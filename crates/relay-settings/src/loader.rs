//! Settings loading with deep merge and environment variable overrides.
//!
//! Loading flow:
//! 1. Start with compiled [`RelaySettings::default()`]
//! 2. If the settings file exists, deep-merge its values over the defaults
//! 3. Apply `RELAY_*` environment overrides
//! 4. Validate
//!
//! Deep merge rules:
//! - Objects are merged recursively (source overrides target per-key)
//! - Arrays and primitives are replaced entirely by source
//! - Null values in source are skipped (preserving target)

use std::path::{Path, PathBuf};

use serde_json::Value;
use tracing::{debug, warn};

use crate::errors::Result;
use crate::types::RelaySettings;

/// Resolve the default settings file path (`~/.relay/settings.json`).
pub fn settings_path() -> PathBuf {
    let home = std::env::var("HOME").unwrap_or_else(|_| "/tmp".to_string());
    PathBuf::from(home).join(".relay").join("settings.json")
}

/// Load settings from a specific path with env var overrides.
///
/// A missing file yields the defaults. Invalid JSON is an error.
pub fn load_settings_from_path(path: &Path) -> Result<RelaySettings> {
    let mut settings = load_file_layer(path)?;
    apply_overrides(&mut settings, |name| std::env::var(name).ok());
    settings.validate()?;
    Ok(settings)
}

/// Defaults deep-merged with the file at `path`, without env overrides.
pub fn load_file_layer(path: &Path) -> Result<RelaySettings> {
    let defaults = serde_json::to_value(RelaySettings::default())?;

    let merged = if path.exists() {
        debug!(?path, "loading settings from file");
        let content = std::fs::read_to_string(path)?;
        let user: Value = serde_json::from_str(&content)?;
        deep_merge(defaults, user)
    } else {
        debug!(?path, "settings file not found, using defaults");
        defaults
    };

    Ok(serde_json::from_value(merged)?)
}

/// Recursive deep merge of two JSON values.
pub fn deep_merge(target: Value, source: Value) -> Value {
    match (target, source) {
        (Value::Object(mut target_map), Value::Object(source_map)) => {
            for (key, source_val) in source_map {
                if source_val.is_null() {
                    continue;
                }
                let merged = if let Some(target_val) = target_map.remove(&key) {
                    deep_merge(target_val, source_val)
                } else {
                    source_val
                };
                let _ = target_map.insert(key, merged);
            }
            Value::Object(target_map)
        }
        (_, source) => source,
    }
}

/// Apply `RELAY_*` overrides using `lookup` to read variables.
///
/// Values outside their allowed range, or that fail to parse, are logged
/// and ignored.
pub fn apply_overrides(settings: &mut RelaySettings, lookup: impl Fn(&str) -> Option<String>) {
    let env = EnvReader { lookup };

    if let Some(v) = env.string("RELAY_HOST") {
        settings.server.host = v;
    }
    if let Some(v) = env.u16("RELAY_PORT", 1, 65535) {
        settings.server.port = v;
    }
    if let Some(v) = env.usize("RELAY_MAX_CONNECTIONS", 1, 100_000) {
        settings.server.max_connections = v;
    }
    if let Some(v) = env.usize("RELAY_CACHE_CAPACITY", 1, 10_000_000) {
        settings.correlation.capacity = v;
    }
    if let Some(v) = env.u64("RELAY_CACHE_IDLE_SECS", 1, 86_400) {
        settings.correlation.idle_expiry_secs = v;
    }
    if let Some(v) = env.string("RELAY_LOG_LEVEL") {
        settings.logging.level = v;
    }
    if let Some(v) = env.bool("RELAY_LOG_JSON") {
        settings.logging.json = v;
    }
    if let Some(v) = env.u64("RELAY_MAX_FILE_SIZE", 1, u64::MAX) {
        settings.files.max_file_size = v;
    }
}

// ── Pure parsing functions ──────────────────────────────────────────────────

/// Parse a string as a boolean.
///
/// Accepts (case-insensitive): `true`/`1`/`yes`/`on` or `false`/`0`/`no`/`off`.
pub fn parse_bool(val: &str) -> Option<bool> {
    match val.to_lowercase().as_str() {
        "true" | "1" | "yes" | "on" => Some(true),
        "false" | "0" | "no" | "off" => Some(false),
        _ => None,
    }
}

/// Parse a string as a `u16` within a range.
pub fn parse_u16_range(val: &str, min: u16, max: u16) -> Option<u16> {
    let n: u16 = val.parse().ok()?;
    (n >= min && n <= max).then_some(n)
}

/// Parse a string as a `u64` within a range.
pub fn parse_u64_range(val: &str, min: u64, max: u64) -> Option<u64> {
    let n: u64 = val.parse().ok()?;
    (n >= min && n <= max).then_some(n)
}

/// Parse a string as a `usize` within a range.
pub fn parse_usize_range(val: &str, min: usize, max: usize) -> Option<usize> {
    let n: usize = val.parse().ok()?;
    (n >= min && n <= max).then_some(n)
}

struct EnvReader<F> {
    lookup: F,
}

impl<F: Fn(&str) -> Option<String>> EnvReader<F> {
    fn string(&self, name: &str) -> Option<String> {
        (self.lookup)(name).filter(|v| !v.is_empty())
    }

    fn parsed<T>(&self, name: &str, parse: impl FnOnce(&str) -> Option<T>) -> Option<T> {
        let val = (self.lookup)(name)?;
        let result = parse(&val);
        if result.is_none() {
            warn!(key = name, value = %val, "invalid env var, ignoring");
        }
        result
    }

    fn bool(&self, name: &str) -> Option<bool> {
        self.parsed(name, parse_bool)
    }

    fn u16(&self, name: &str, min: u16, max: u16) -> Option<u16> {
        self.parsed(name, |v| parse_u16_range(v, min, max))
    }

    fn u64(&self, name: &str, min: u64, max: u64) -> Option<u64> {
        self.parsed(name, |v| parse_u64_range(v, min, max))
    }

    fn usize(&self, name: &str, min: usize, max: usize) -> Option<usize> {
        self.parsed(name, |v| parse_usize_range(v, min, max))
    }
}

────────────────

▶ **Instructions to follow**:
Filter the listing down to the lines holding the word "using", and return those.

▶ **Task result**:
        debug!(?path, "settings file not found, using defaults");
/// Apply `RELAY_*` overrides using `lookup` to read variables.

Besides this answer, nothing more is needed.